Suasana politis diprediksi akan semakin menghangat dalam beberapa minggu ke depan berhubung masa kampanye akan dimulai per 28 November 2024.

Mengingat singkatnya masa kampanye yang telah ditetapkan oleh KPU, maka publik akan dihadapkan pada komunikasi pemasaran politik yang lebih intens.

Baca berita tanpa iklan. Gabung Kompas.com+

Berdasarkan pada hasil rekapitulasi Daftar Pemilih Tetap oleh KPU, salah satu pasar terbesar untuk Pemilu 2024 adalah pemilih pemula.

Mereka adalah kelompok dengan rentang usia 17 - 20 tahun, baru pertama kali memilih dan dikenal juga sebagai Generasi Z/Gen Z (Katadata, 2023).

Hasil riset CSIS tahun 2018 melaporkan bahwa Gen Z memiliki ketertarikan kuat atas dinamika politik Indonesia.

Dari sudut pandang komunikasi pemasaran, kelompok masyarakat ini cukup menjanjikan dan dapat menentukan hasil akhir pemilu. Maka wajar jika kemudian para aktor politik memberikan perhatian dan usaha ekstra untuk memanen suara dari Gen Z.

Sangatlah mudah untuk menemukan tokoh atau partai politik yang berusaha menyamakan frekuensi dengan Gen Z, misalnya melalui pengelolaan media sosial yang mengikuti tren anak muda dan pendekatan ke selebritas maupun selebritas-mikro di ranah digital (Kompas.id, 2023).

Diskursus di ruang publik mengenai partisipasi pemuda dalam politik kemudian condong kepada kuantitas.

Proporsi Gen Z dalam Pemilu 2024 cukup signifikan, tetapi mereka baru akan menggunakan hak pilih untuk pertama kalinya, sehingga pesan komunikasi kepada mereka cenderung menekankan kepada pentingnya menggunakan hak pilih.

Berbagai interaksi publik dilakukan oleh para aktor politik untuk menekankan pentingnya partisipasi aktif Gen Z dalam Pemilu.

Sayangnya, tindakan ini dapat dilihat sebagai usaha pragmatis semata; semakin banyak Gen Z menggunakan hak pilihnya, semakin tinggi pula peluang peserta pemilihan untuk meraih kemenangan.

Memberikan suara dalam pemilihan memang sangat penting, tetapi aktivitas ini merupakan bagian dari rangkaian partisipasi politik demokratis.

Perlu diingat bahwa terlibat dalam politik juga berarti memahami permasalahan, menyampaikan aspirasi, turut terlibat dalam menjamin pelaksanaan demokrasi, hingga menentukan sikap atas alasan rasional dalam bentuk penggunaan hak pilih (Zitter dan Fuchs, 2006).

Partisipasi generasi muda dalam politik memang baiknya didorong untuk semakin aktif, dan tidak direduksi ke menggunakan hak pilih semata.

Jika memang kita menginginkan partisipasi politik Gen Z yang lebih intens, maka sewajarnya kita menangkap ketertarikan mereka atas isu-isu politik dengan memberikan ruang aman untuk berdiskusi dengan berbagai sudut pandang, yang terkadang bertentangan.

Debat kompetitif simulasi demokrasi

Generasi muda punya ketertarikan politik dan lebih vokal merespons isu-isu terkini.
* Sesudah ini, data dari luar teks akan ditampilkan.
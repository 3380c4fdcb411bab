//! CLI output formatting.
//!
//! Each command has a `format_*` function returning `Vec<String>` so output
//! can be tested without capturing stdout; [`print_lines`] writes them out.
//! Format functions are pure and do no I/O.
//!
//! # Output Format
//!
//! ## Resolve
//!
//! ```text
//! http://example.com/uploads/sunset-140x70.jpg
//!     140x70 (generated)
//! ```
//!
//! With `--format json` the descriptor is printed as JSON, with
//! `--format html` as an `<img>` tag.
//!
//! ## Variants
//!
//! ```text
//! uploads/sunset.jpg (2000x1000)
//!     sunset-140x110-crop.jpg  140x110 crop
//!     sunset-140x70.jpg        140x70 fit
//! ```
//!
//! ## Batch
//!
//! ```text
//! 001 item 1 [thumbnail] → http://example.com/uploads/sunset-150x150-crop.jpg 150x150 (cached)
//! 002 item 9 [140x110] ✗ Source item not found: 9
//! Cache: 1 cached, 0 generated, 0 original, 1 failed (2 total)
//! ```

use crate::cache::CacheStats;
use crate::config::{FULL_SIZE, SizePreset};
use crate::naming::parse_derived_name;
use crate::resolve::{BatchReport, Resolved, VariantDescriptor, VariantQuery};
use crate::source::{LibraryEntry, SourceImage};
use maud::html;
use std::collections::BTreeMap;
use std::path::{Path, PathBuf};

/// Format a 1-based positional index as 3-digit zero-padded.
fn format_index(pos: usize) -> String {
    format!("{:0>3}", pos)
}

fn file_name(path: &Path) -> String {
    path.file_name()
        .map(|f| f.to_string_lossy().into_owned())
        .unwrap_or_else(|| path.display().to_string())
}

/// Show `path` relative to `root` when it lies inside it.
fn display_path(path: &Path, root: &Path) -> String {
    path.strip_prefix(root)
        .unwrap_or(path)
        .display()
        .to_string()
}

/// Write formatted lines to stdout.
pub fn print_lines(lines: &[String]) {
    for line in lines {
        println!("{}", line);
    }
}

// ============================================================================
// Resolve
// ============================================================================

/// URL on the first line, size and outcome indented below.
pub fn format_resolved(resolved: &Resolved) -> Vec<String> {
    let d = &resolved.descriptor;
    vec![
        d.url.clone(),
        format!("    {}x{} ({})", d.width, d.height, resolved.outcome),
    ]
}

/// Pretty JSON for a descriptor: `{"url": ..., "width": ..., "height": ...}`.
pub fn descriptor_json(descriptor: &VariantDescriptor) -> Result<String, serde_json::Error> {
    serde_json::to_string_pretty(descriptor)
}

/// An `<img>` element for a descriptor. Attribute values are escaped.
pub fn img_tag(descriptor: &VariantDescriptor, alt: &str) -> String {
    html! {
        img src=(descriptor.url) width=(descriptor.width) height=(descriptor.height) alt=(alt);
    }
    .into_string()
}

// ============================================================================
// Variants / purge
// ============================================================================

/// List a source and the variants found next to it.
pub fn format_variants(source: &SourceImage, variants: &[PathBuf], root: &Path) -> Vec<String> {
    let mut lines = vec![format!(
        "{} ({}x{})",
        display_path(&source.path, root),
        source.original.width,
        source.original.height
    )];
    if variants.is_empty() {
        lines.push("    no variants".to_string());
        return lines;
    }

    let names: Vec<String> = variants.iter().map(|p| file_name(p)).collect();
    let width = names.iter().map(|n| n.chars().count()).max().unwrap_or(0);
    for name in &names {
        match parse_derived_name(name) {
            Some(parsed) => lines.push(format!(
                "    {:<width$}  {}x{} {}",
                name,
                parsed.dims.width,
                parsed.dims.height,
                parsed.mode,
                width = width
            )),
            None => lines.push(format!("    {}", name)),
        }
    }
    lines
}

pub fn format_purged(removed: &[PathBuf], root: &Path) -> Vec<String> {
    let mut lines: Vec<String> = removed
        .iter()
        .map(|p| format!("    removed {}", display_path(p, root)))
        .collect();
    lines.push(format!(
        "Purged {} file{}",
        removed.len(),
        if removed.len() == 1 { "" } else { "s" }
    ));
    lines
}

// ============================================================================
// Batch
// ============================================================================

/// One line per query in input order, then the cache summary.
pub fn format_batch(queries: &[VariantQuery], report: &BatchReport) -> Vec<String> {
    let mut lines: Vec<String> = queries
        .iter()
        .zip(&report.results)
        .enumerate()
        .map(|(i, (query, result))| match result {
            Ok(resolved) => format!(
                "{} {} → {} {}x{} ({})",
                format_index(i + 1),
                query,
                resolved.descriptor.url,
                resolved.descriptor.width,
                resolved.descriptor.height,
                resolved.outcome
            ),
            Err(e) => format!("{} {} ✗ {}", format_index(i + 1), query, e),
        })
        .collect();
    lines.push(format_cache_stats(&report.stats));
    lines
}

pub fn format_cache_stats(stats: &CacheStats) -> String {
    format!("Cache: {}", stats)
}

// ============================================================================
// Sizes / index
// ============================================================================

/// Table of named sizes. `full` is always listed last.
pub fn format_sizes(sizes: &BTreeMap<String, SizePreset>) -> Vec<String> {
    let width = sizes
        .keys()
        .map(|k| k.chars().count())
        .chain(std::iter::once(FULL_SIZE.len()))
        .max()
        .unwrap_or(0);
    let mut lines: Vec<String> = sizes
        .iter()
        .map(|(name, preset)| {
            format!(
                "{:<width$}  {}x{} {}",
                name,
                preset.width,
                preset.height,
                if preset.crop { "crop" } else { "fit" },
                width = width
            )
        })
        .collect();
    lines.push(format!("{:<width$}  original", FULL_SIZE, width = width));
    lines
}

pub fn format_index_output(entries: &[LibraryEntry], library: &Path) -> Vec<String> {
    let mut lines: Vec<String> = entries
        .iter()
        .map(|e| {
            format!(
                "{} {} ({}x{})",
                format_index(e.id.0 as usize),
                e.item.path.display(),
                e.item.width,
                e.item.height
            )
        })
        .collect();
    lines.push(format!(
        "Indexed {} image{} → {}",
        entries.len(),
        if entries.len() == 1 { "" } else { "s" },
        library.display()
    ));
    lines
}
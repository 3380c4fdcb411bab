use clap::{Parser, Subcommand, ValueEnum};
use image_variants::config::{self, ResolverConfig};
use image_variants::imaging::RustBackend;
use image_variants::source::{self, LibraryRepository};
use image_variants::{ImageReference, ItemId, VariantQuery, VariantResolver, cache, output};
use std::path::{Path, PathBuf};
use tracing_subscriber::EnvFilter;

#[derive(Parser)]
#[command(name = "image-variants")]
#[command(version)]
#[command(about = "Resolve and cache resized image variants")]
#[command(long_about = "\
Resolve and cache resized image variants

Give an image (library item id or URL) and a target box; get back the URL and
size of the file to display. Images that already fit are returned as-is.
Larger ones are scaled (or cropped with --crop) into a derived file written
next to the source, which is reused on every later request:

  public/uploads/
  ├── sunset.jpg                   # source, 2000x1000
  ├── sunset-140x70.jpg            # --width 140 --height 110
  └── sunset-150x150-crop.jpg      # --size thumbnail

URLs are mapped onto document_root; item ids come from the library file,
built with 'image-variants index'.

Run 'image-variants gen-config' to generate a documented config.toml.
Set RUST_LOG (e.g. RUST_LOG=image_variants=debug) for more detail.")]
struct Cli {
    /// Config file (missing file = stock defaults)
    #[arg(long, default_value = "config.toml", global = true)]
    config: PathBuf,

    #[command(subcommand)]
    command: Command,
}

/// Which source image: a library item or a URL.
#[derive(clap::Args, Clone)]
struct ReferenceArgs {
    /// Library item id
    #[arg(long)]
    id: Option<u64>,

    /// Image URL (absolute, or a path under the document root)
    #[arg(long)]
    url: Option<String>,
}

#[derive(Clone, Copy, ValueEnum)]
enum Format {
    Text,
    Json,
    Html,
}

#[derive(Subcommand)]
enum Command {
    /// Resolve one image to the variant for a target box
    Resolve {
        #[command(flatten)]
        reference: ReferenceArgs,

        /// Named size from config (`full` = original)
        #[arg(long, conflicts_with_all = ["width", "height"])]
        size: Option<String>,

        /// Target box width
        #[arg(long, requires = "height")]
        width: Option<u32>,

        /// Target box height
        #[arg(long, requires = "width")]
        height: Option<u32>,

        /// Crop to the exact box instead of fitting inside it
        #[arg(long)]
        crop: bool,

        #[arg(long, value_enum, default_value_t = Format::Text)]
        format: Format,

        /// Alt text for --format html
        #[arg(long, default_value = "")]
        alt: String,
    },
    /// Resolve every request in a JSON file (array of {id|url, size|width+height, crop})
    Batch { file: PathBuf },
    /// List the variants generated for an image
    Variants {
        #[command(flatten)]
        reference: ReferenceArgs,
    },
    /// Delete generated variants for one image, or everywhere with --all
    Purge {
        #[command(flatten)]
        reference: ReferenceArgs,

        /// Purge every variant under the document root. A file counts as a
        /// variant only if its source sits next to it and, for fit names, its
        /// size keeps the source's aspect ratio.
        #[arg(long, conflicts_with_all = ["id", "url"])]
        all: bool,
    },
    /// Rebuild the library file from images under the document root
    Index,
    /// Show the named sizes
    Sizes,
    /// Print a stock config.toml with all options documented
    GenConfig,
}

fn main() -> Result<(), Box<dyn std::error::Error>> {
    let cli = Cli::parse();
    init_tracing();

    // gen-config must work even when the current config file is broken.
    let config = if matches!(cli.command, Command::GenConfig) {
        ResolverConfig::default()
    } else {
        let config = config::load_config(&cli.config)?;
        tracing::debug!(config = %cli.config.display(), "configuration loaded");
        config
    };

    match cli.command {
        Command::Resolve {
            reference,
            size,
            width,
            height,
            crop,
            format,
            alt,
        } => {
            let resolver = build_resolver(&config)?;
            let query = VariantQuery {
                id: reference.id.map(ItemId),
                url: reference.url,
                size,
                width,
                height,
                crop,
            };
            let resolved = resolver.resolve_query(&query)?;
            match format {
                Format::Text => output::print_lines(&output::format_resolved(&resolved)),
                Format::Json => println!("{}", output::descriptor_json(&resolved.descriptor)?),
                Format::Html => println!("{}", output::img_tag(&resolved.descriptor, &alt)),
            }
        }
        Command::Batch { file } => {
            let content = std::fs::read_to_string(&file)?;
            let queries: Vec<VariantQuery> = serde_json::from_str(&content)?;
            init_thread_pool(&config.processing);
            let resolver = build_resolver(&config)?;
            let report = resolver.resolve_batch(&queries);
            output::print_lines(&output::format_batch(&queries, &report));
        }
        Command::Variants { reference } => {
            let resolver = build_resolver(&config)?;
            let source = resolver.source(&reference.to_reference()?)?;
            let variants = cache::list_variants(&source.path, source.original)?;
            output::print_lines(&output::format_variants(
                &source,
                &variants,
                &config.document_root,
            ));
        }
        Command::Purge { reference, all } => {
            let removed = if all {
                cache::purge_tree(&config.document_root, &RustBackend::new())?
            } else {
                let resolver = build_resolver(&config)?;
                let source = resolver.source(&reference.to_reference()?)?;
                cache::purge_variants(&source.path, source.original)?
            };
            output::print_lines(&output::format_purged(&removed, &config.document_root));
        }
        Command::Index => {
            let entries =
                source::build_library(&config.document_root, &config.site_url, &RustBackend::new())?;
            source::save_library(&config.library, &entries)?;
            output::print_lines(&output::format_index_output(&entries, &config.library));
        }
        Command::Sizes => {
            output::print_lines(&output::format_sizes(&config.sizes));
        }
        Command::GenConfig => {
            print!("{}", config::stock_config_toml());
        }
    }

    Ok(())
}

impl ReferenceArgs {
    fn to_reference(&self) -> Result<ImageReference, image_variants::ResolveError> {
        ImageReference::from_parts(self.id.map(ItemId), self.url.clone())
    }
}

fn build_resolver(
    config: &ResolverConfig,
) -> Result<VariantResolver<RustBackend, LibraryRepository>, source::LibraryError> {
    let library = load_library(&config.library)?;
    Ok(VariantResolver::from_config(
        RustBackend::new(),
        library,
        config,
    ))
}

fn load_library(path: &Path) -> Result<LibraryRepository, source::LibraryError> {
    let library = LibraryRepository::load_or_empty(path)?;
    tracing::debug!(path = %path.display(), items = library.len(), "library loaded");
    Ok(library)
}

/// Log to stderr; `RUST_LOG` overrides the default filter.
fn init_tracing() {
    tracing_subscriber::fmt()
        .with_env_filter(
            EnvFilter::try_from_default_env()
                .unwrap_or_else(|_| EnvFilter::new("image_variants=info")),
        )
        .with_writer(std::io::stderr)
        .with_target(false)
        .init();
}

/// Initialize the rayon thread pool based on processing config.
///
/// Caps at the number of available CPU cores — user can constrain down, not up.
fn init_thread_pool(processing: &config::ProcessingConfig) {
    let threads = config::effective_threads(processing);
    rayon::ThreadPoolBuilder::new()
        .num_threads(threads)
        .build_global()
        .ok();
}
Salah satu kanalnya adalah debat kompetitif, yang sebenarnya perkembangannya di Indonesia didukung pemerintah secara sistematis dari tingkat daerah hingga nasional (Puspresnas, 2023).

Debat kompetitif merupakan simulasi berdemokrasi secara tersistematis (Mirra & Pietrzak, 2017). Sebelum berdebat, peserta diberikan mosi atau tema yang berangkat dari situasi terkini di masyarakat.

Peserta kemudian akan menyampaikan argumentasinya secara bergiliran selama tujuh hingga delapan menit, saling merespons melalui pidato terstruktur yang mengedepankan logika.

Topik (yang dikenal juga dengan istilah ‘mosi’) yang diperdebatkan sangat beragam, tetapi ada kecenderungan penggunaan topik yang berangkat dari berbagai permasalahan sehari-hari.

Untuk bisa berdebat dengan baik, para pesertanya harus memiliki pemahaman mendalam mengenai prinsip dan implementasi demokrasi, asumsi-asumsi filsafat, serta perkembangan situasi politik terkini (Zwarensteyn, 2012).

Misalnya, pada Kompetisi Debat Mahasiswa Indonesia (KDMI) 2023, terdapat mosi “Dewan ini percaya bahwa jurnalisme publik membawa lebih banyak dampak buruk ketimbang dampak baik” di mana peserta mencoba memahami kompleksitas filosofis dan implikasi dari praktik jurnalisme publik yang awam ditemui di media sosial.

Para peserta dituntut untuk berargumen mengenai prinsip jurnalistik serta bagaimana masyarakat berinteraksi dengan produk-produk jurnalisme publik.

Contoh lainnya, pada babak final Lomba Debat Bahasa Indonesia (LDBI) 2023, para peserta beradu pendapat mengenai bagaimana menyikapi mantan aktivis mahasiswa yang bergabung menjadi kader partai politik.

Para peserta masih menempuh pendidikan di tingkat SMA, tetapi sudah mampu memberikan analisis ringkas dan tajam mengenai demokrasi ideal dan politik praktis.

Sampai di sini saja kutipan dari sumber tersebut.